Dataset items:
※
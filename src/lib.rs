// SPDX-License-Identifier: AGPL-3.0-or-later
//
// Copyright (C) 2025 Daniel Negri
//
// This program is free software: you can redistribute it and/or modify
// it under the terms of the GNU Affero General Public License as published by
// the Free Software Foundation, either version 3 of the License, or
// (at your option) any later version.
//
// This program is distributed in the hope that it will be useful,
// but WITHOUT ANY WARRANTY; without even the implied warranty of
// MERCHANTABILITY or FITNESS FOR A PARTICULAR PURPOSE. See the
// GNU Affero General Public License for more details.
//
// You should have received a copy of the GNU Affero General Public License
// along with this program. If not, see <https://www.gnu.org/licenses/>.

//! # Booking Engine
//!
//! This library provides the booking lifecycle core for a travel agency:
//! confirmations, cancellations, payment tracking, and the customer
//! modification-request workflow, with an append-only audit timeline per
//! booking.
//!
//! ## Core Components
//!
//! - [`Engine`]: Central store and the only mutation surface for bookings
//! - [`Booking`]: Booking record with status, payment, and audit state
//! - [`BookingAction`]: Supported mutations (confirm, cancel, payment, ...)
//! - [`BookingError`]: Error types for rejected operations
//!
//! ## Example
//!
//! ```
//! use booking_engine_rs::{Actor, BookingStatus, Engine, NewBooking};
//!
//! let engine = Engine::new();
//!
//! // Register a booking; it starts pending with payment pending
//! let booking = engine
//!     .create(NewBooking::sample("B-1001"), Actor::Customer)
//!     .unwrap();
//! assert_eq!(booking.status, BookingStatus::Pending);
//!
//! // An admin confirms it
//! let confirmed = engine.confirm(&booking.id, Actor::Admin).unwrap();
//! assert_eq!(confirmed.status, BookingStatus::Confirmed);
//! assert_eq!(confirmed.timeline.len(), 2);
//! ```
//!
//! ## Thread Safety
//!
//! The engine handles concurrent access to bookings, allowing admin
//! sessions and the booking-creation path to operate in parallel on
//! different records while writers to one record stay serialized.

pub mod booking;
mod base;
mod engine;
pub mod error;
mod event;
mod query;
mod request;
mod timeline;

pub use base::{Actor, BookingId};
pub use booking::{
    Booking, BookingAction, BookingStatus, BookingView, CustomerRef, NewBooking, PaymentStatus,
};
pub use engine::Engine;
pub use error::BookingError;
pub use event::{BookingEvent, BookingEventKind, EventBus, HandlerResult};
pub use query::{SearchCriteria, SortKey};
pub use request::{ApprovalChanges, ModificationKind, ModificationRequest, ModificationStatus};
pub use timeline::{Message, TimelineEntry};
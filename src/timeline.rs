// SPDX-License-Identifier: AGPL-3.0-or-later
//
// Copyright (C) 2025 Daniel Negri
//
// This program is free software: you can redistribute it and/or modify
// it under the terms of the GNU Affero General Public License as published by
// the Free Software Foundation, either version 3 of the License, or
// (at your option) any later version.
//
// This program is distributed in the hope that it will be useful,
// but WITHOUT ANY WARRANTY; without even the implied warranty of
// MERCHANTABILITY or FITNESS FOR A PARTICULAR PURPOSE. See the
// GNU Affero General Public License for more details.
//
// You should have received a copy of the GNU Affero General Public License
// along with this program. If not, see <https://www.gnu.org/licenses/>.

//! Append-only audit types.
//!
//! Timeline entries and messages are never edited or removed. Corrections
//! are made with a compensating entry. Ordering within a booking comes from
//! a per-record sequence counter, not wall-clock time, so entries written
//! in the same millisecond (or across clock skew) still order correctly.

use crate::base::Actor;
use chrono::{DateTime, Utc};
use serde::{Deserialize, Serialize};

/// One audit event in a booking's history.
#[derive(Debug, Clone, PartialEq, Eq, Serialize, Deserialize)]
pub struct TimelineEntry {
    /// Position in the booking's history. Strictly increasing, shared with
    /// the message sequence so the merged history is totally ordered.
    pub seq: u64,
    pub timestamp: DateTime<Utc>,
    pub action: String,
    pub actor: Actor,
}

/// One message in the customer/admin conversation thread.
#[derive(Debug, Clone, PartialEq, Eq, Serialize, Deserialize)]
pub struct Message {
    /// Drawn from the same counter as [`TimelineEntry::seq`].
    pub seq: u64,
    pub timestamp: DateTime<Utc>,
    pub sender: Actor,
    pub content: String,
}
※
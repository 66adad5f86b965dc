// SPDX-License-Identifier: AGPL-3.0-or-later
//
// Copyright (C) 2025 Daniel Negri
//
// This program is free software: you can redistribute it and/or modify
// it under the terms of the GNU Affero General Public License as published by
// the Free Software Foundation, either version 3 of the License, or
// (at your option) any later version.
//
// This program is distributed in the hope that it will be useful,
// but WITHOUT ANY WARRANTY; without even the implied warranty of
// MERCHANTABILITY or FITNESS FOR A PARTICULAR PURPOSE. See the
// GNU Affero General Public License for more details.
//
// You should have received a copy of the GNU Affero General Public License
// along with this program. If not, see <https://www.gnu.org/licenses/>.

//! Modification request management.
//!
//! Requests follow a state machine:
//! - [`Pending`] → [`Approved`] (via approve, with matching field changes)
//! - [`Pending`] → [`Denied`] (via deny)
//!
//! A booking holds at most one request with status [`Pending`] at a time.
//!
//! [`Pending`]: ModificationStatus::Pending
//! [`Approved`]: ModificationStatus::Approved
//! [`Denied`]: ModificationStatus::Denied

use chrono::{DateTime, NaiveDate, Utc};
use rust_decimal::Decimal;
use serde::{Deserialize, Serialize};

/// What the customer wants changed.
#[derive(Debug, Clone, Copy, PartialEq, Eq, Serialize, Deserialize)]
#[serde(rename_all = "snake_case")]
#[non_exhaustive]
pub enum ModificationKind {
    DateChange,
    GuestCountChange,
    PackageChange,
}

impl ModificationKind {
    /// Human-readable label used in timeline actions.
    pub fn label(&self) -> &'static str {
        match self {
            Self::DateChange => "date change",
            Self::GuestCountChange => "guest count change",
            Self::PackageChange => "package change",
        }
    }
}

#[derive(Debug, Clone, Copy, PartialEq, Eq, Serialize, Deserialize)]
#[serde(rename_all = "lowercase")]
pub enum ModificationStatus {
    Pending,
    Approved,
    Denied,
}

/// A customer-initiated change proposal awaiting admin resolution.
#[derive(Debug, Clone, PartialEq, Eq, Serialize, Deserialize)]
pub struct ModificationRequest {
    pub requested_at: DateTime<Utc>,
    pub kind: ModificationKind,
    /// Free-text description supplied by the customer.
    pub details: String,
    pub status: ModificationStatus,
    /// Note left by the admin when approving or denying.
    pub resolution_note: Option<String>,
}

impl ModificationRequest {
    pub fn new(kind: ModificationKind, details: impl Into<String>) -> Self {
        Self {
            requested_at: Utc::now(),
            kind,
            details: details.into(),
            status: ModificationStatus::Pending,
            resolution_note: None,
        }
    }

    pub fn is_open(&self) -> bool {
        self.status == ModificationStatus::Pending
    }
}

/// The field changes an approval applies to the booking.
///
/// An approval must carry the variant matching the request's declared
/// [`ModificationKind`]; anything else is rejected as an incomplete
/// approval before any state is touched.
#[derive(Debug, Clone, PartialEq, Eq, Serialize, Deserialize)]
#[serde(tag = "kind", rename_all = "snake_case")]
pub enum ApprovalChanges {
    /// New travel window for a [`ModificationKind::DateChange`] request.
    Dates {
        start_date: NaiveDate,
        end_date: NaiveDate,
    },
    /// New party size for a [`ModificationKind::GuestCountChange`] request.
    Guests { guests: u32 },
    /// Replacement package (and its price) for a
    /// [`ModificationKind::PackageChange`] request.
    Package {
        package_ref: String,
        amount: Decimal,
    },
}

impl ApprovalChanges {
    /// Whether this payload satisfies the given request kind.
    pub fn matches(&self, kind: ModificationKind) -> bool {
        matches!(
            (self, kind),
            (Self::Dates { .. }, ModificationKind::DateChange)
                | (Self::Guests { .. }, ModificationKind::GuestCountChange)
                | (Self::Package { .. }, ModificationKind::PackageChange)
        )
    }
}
※
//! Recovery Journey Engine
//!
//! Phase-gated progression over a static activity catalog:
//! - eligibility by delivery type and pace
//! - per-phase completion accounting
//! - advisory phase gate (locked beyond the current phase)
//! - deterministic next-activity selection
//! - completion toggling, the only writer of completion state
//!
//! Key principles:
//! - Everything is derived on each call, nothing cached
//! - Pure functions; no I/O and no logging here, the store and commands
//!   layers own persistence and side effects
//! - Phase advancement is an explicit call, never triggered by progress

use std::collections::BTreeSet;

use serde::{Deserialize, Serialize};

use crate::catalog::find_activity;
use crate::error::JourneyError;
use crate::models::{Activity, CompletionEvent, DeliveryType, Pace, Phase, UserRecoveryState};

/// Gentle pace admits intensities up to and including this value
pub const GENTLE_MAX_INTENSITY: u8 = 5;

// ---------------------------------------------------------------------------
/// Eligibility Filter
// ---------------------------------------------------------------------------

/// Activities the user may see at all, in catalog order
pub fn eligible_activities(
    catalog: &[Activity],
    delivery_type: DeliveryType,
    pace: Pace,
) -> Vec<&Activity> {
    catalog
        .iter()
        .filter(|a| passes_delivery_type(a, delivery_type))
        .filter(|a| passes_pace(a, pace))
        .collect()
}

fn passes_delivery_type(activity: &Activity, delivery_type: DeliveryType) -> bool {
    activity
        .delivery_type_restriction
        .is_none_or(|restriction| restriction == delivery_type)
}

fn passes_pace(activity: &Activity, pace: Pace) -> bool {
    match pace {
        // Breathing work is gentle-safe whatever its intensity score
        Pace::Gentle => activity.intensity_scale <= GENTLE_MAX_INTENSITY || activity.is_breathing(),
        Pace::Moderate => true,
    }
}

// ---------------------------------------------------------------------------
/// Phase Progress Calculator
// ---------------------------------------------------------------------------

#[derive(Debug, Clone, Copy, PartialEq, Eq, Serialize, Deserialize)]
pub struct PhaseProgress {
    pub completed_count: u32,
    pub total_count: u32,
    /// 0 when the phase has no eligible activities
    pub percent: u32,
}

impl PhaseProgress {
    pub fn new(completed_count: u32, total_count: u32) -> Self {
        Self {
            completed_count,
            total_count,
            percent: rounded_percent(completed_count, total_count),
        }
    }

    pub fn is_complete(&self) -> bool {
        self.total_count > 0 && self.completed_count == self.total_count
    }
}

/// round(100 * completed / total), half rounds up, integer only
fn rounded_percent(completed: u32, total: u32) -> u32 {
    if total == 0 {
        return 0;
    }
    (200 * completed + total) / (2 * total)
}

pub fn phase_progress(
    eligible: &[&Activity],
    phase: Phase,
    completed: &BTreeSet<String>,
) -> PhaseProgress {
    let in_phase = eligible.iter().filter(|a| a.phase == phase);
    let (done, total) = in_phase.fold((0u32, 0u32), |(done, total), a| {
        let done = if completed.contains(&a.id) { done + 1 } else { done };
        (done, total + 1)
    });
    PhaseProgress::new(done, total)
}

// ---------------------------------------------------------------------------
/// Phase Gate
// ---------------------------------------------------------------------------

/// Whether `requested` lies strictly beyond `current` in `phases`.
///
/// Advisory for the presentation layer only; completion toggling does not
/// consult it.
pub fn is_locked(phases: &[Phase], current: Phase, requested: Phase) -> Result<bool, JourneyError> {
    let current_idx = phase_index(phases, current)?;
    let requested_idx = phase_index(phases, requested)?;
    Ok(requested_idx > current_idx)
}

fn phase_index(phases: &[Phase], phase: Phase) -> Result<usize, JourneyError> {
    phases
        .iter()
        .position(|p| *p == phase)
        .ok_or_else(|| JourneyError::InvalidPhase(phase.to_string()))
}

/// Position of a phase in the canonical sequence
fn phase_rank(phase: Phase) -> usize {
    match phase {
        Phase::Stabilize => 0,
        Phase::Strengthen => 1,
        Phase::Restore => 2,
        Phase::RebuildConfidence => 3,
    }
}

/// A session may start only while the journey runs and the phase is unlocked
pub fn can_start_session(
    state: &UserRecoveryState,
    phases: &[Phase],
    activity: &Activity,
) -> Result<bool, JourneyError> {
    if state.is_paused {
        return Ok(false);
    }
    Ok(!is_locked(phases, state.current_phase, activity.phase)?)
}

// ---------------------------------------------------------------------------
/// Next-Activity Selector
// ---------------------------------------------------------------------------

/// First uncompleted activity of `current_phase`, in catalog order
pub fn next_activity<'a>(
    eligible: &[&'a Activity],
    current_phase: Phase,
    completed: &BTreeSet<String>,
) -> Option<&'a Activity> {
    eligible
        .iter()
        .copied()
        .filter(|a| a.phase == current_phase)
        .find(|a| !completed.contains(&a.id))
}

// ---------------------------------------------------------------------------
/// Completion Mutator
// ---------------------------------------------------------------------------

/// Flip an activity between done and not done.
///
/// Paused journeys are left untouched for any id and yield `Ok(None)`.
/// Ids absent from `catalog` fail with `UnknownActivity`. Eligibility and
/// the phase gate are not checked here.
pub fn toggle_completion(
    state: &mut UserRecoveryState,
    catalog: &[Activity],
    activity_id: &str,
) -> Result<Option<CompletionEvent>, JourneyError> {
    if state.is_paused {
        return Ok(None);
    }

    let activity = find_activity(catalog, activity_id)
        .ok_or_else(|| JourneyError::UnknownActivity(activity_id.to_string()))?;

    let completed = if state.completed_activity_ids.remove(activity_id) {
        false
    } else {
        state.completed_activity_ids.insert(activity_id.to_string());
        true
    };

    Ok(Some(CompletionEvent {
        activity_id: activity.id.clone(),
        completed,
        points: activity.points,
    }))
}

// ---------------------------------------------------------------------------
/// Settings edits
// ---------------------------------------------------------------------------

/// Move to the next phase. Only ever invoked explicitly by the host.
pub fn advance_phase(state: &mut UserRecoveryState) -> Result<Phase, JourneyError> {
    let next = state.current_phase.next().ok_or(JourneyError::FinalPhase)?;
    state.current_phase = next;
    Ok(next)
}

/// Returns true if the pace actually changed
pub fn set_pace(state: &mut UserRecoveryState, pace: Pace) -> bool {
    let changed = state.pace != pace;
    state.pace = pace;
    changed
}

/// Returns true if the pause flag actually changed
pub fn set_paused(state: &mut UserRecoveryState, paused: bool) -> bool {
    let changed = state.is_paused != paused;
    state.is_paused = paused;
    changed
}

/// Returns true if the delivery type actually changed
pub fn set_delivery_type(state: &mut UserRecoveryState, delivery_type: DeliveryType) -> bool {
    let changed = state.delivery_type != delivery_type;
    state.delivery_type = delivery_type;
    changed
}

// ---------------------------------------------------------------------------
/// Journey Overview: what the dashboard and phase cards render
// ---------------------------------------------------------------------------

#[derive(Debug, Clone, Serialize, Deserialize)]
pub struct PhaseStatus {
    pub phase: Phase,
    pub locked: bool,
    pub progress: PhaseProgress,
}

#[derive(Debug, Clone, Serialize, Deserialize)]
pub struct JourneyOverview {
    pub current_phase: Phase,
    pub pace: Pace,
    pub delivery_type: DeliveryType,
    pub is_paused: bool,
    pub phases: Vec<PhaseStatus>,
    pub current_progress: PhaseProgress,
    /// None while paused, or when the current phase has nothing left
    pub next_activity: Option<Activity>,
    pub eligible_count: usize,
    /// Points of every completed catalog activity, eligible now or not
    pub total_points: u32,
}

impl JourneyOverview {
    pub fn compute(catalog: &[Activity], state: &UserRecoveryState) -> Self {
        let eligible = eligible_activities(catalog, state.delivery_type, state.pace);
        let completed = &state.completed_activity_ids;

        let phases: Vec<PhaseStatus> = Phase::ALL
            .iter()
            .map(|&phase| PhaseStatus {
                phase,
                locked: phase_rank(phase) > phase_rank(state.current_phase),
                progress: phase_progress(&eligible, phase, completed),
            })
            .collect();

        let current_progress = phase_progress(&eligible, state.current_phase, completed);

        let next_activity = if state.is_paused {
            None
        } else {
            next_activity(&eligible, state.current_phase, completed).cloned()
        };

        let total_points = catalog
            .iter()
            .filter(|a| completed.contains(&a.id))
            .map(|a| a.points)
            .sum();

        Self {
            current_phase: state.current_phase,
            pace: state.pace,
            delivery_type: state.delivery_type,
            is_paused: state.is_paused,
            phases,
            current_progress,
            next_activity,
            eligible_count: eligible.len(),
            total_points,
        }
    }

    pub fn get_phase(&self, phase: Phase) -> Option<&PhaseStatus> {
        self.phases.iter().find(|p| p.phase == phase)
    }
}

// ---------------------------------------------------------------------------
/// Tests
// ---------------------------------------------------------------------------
※
### WHAT THE EXERCISE ASKS
Search the entries for the word "from" and copy every line that holds it.

### TASK ANSWER
//! are made with a compensating entry. Ordering within a booking comes from
    /// Drawn from the same counter as [`TimelineEntry::seq`].
/// Ids absent from `catalog` fail with `UnknownActivity`. Eligibility and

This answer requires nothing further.